**What to work on:**
Could you write out exactly the lines from the one that contains "self.projects.iter().filter(|p| !p.snapshot.closed)" through the last line of the listing below, both included and nothing more?

**Input:**
Segment Open
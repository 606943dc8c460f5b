//! Cross-project rollup and portfolio health.

use populator_core::ProjectSnapshot;
use serde::Serialize;

use crate::aggregator::{aggregate, percent, Aggregate, Distribution};

/// Summed counts across projects.
///
/// `overall_progress` is computed from the summed counts, so a large project
/// weighs more than a small one.
#[derive(Debug, Clone, Default, PartialEq, Eq, Serialize)]
pub struct Rollup {
    pub projects: usize,
    pub total_tasks: usize,
    pub completed: usize,
    pub in_progress: usize,
    pub blocked: usize,
    pub todo: usize,
    pub backlog: usize,
    pub by_status: Distribution,
    pub by_phase: Distribution,
    pub by_priority: Distribution,
    pub by_developer: Distribution,
    pub overall_progress: u32,
}

impl Rollup {
    pub fn remaining(&self) -> usize {
        self.total_tasks - self.completed
    }
}

/// Sum aggregates into a rollup.
pub fn rollup<'a>(aggregates: impl IntoIterator<Item = &'a Aggregate>) -> Rollup {
    let mut total = Rollup::default();
    for agg in aggregates {
        total.projects += 1;
        total.total_tasks += agg.total_tasks;
        total.completed += agg.completed;
        total.in_progress += agg.in_progress;
        total.blocked += agg.blocked;
        total.todo += agg.todo;
        total.backlog += agg.backlog;
        total.by_status.merge(&agg.by_status);
        total.by_phase.merge(&agg.by_phase);
        total.by_priority.merge(&agg.by_priority);
        total.by_developer.merge(&agg.by_developer);
    }
    total.overall_progress = percent(total.completed, total.total_tasks);
    total
}

/// Project counts by health.
#[derive(Debug, Clone, Copy, Default, PartialEq, Eq, Serialize)]
pub struct Health {
    /// Every task done
    pub completed: usize,
    /// Work in progress and nothing blocked
    pub on_track: usize,
    /// Every task still in the backlog
    pub not_started: usize,
    pub with_blockers: usize,
}

/// A project and its aggregate.
#[derive(Debug, Clone)]
pub struct ProjectProgress<'a> {
    pub snapshot: &'a ProjectSnapshot,
    pub aggregate: Aggregate,
}

/// Every project of an owner, aggregated.
#[derive(Debug, Clone)]
pub struct Portfolio<'a> {
    pub projects: Vec<ProjectProgress<'a>>,
    pub totals: Rollup,
}

impl<'a> Portfolio<'a> {
    pub fn new(snapshots: &'a [ProjectSnapshot]) -> Self {
        let projects: Vec<ProjectProgress<'a>> = snapshots
            .iter()
            .map(|snapshot| ProjectProgress {
                snapshot,
                aggregate: aggregate(snapshot),
            })
            .collect();
        let totals = rollup(projects.iter().map(|p| &p.aggregate));
        Self { projects, totals }
    }

    pub fn active(&self) -> impl Iterator<Item = &ProjectProgress<'a>> {
        self.projects.iter().filter(|p| !p.snapshot.closed)
    }

    pub fn closed(&self) -> impl Iterator<Item = &ProjectProgress<'a>> {
        self.projects.iter().filter(|p| p.snapshot.closed)
    }

    /// Open projects, most progressed first. Equal progress keeps fetch order.
    pub fn active_by_progress(&self) -> Vec<&ProjectProgress<'a>> {
        let mut active: Vec<_> = self.active().collect();
        active.sort_by(|a, b| b.aggregate.progress_percent.cmp(&a.aggregate.progress_percent));
        active
    }

    /// Open projects by ascending number.
    pub fn active_by_number(&self) -> Vec<&ProjectProgress<'a>> {
        let mut active: Vec<_> = self.active().collect();
        active.sort_by_key(|p| p.snapshot.number);
        active
    }

    /// Projects with at least one risk flag, in fetch order.
    pub fn requiring_attention(&self) -> Vec<&ProjectProgress<'a>> {
        self.projects
            .iter()
            .filter(|p| p.aggregate.is_at_risk())
            .collect()
    }

    pub fn health(&self) -> Health {
        let mut health = Health::default();
        for agg in self.projects.iter().map(|p| &p.aggregate) {
            if agg.progress_percent == 100 {
                health.completed += 1;
            }
            if agg.in_progress > 0 && agg.blocked == 0 {
                health.on_track += 1;
            }
            if agg.backlog == agg.total_tasks {
                health.not_started += 1;
            }
            if agg.blocked > 0 {
                health.with_blockers += 1;
            }
        }
        health
    }
}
Segment Closed
**Response area:**
        self.projects.iter().filter(|p| !p.snapshot.closed)
    }

    pub fn closed(&self) -> impl Iterator<Item = &ProjectProgress<'a>> {
        self.projects.iter().filter(|p| p.snapshot.closed)
    }

    /// Open projects, most progressed first. Equal progress keeps fetch order.
    pub fn active_by_progress(&self) -> Vec<&ProjectProgress<'a>> {
        let mut active: Vec<_> = self.active().collect();
        active.sort_by(|a, b| b.aggregate.progress_percent.cmp(&a.aggregate.progress_percent));
        active
    }

    /// Open projects by ascending number.
    pub fn active_by_number(&self) -> Vec<&ProjectProgress<'a>> {
        let mut active: Vec<_> = self.active().collect();
        active.sort_by_key(|p| p.snapshot.number);
        active
    }

    /// Projects with at least one risk flag, in fetch order.
    pub fn requiring_attention(&self) -> Vec<&ProjectProgress<'a>> {
        self.projects
            .iter()
            .filter(|p| p.aggregate.is_at_risk())
            .collect()
    }

    pub fn health(&self) -> Health {
        let mut health = Health::default();
        for agg in self.projects.iter().map(|p| &p.aggregate) {
            if agg.progress_percent == 100 {
                health.completed += 1;
            }
            if agg.in_progress > 0 && agg.blocked == 0 {
                health.on_track += 1;
            }
            if agg.backlog == agg.total_tasks {
                health.not_started += 1;
            }
            if agg.blocked > 0 {
                health.with_blockers += 1;
            }
        }
        health
    }
}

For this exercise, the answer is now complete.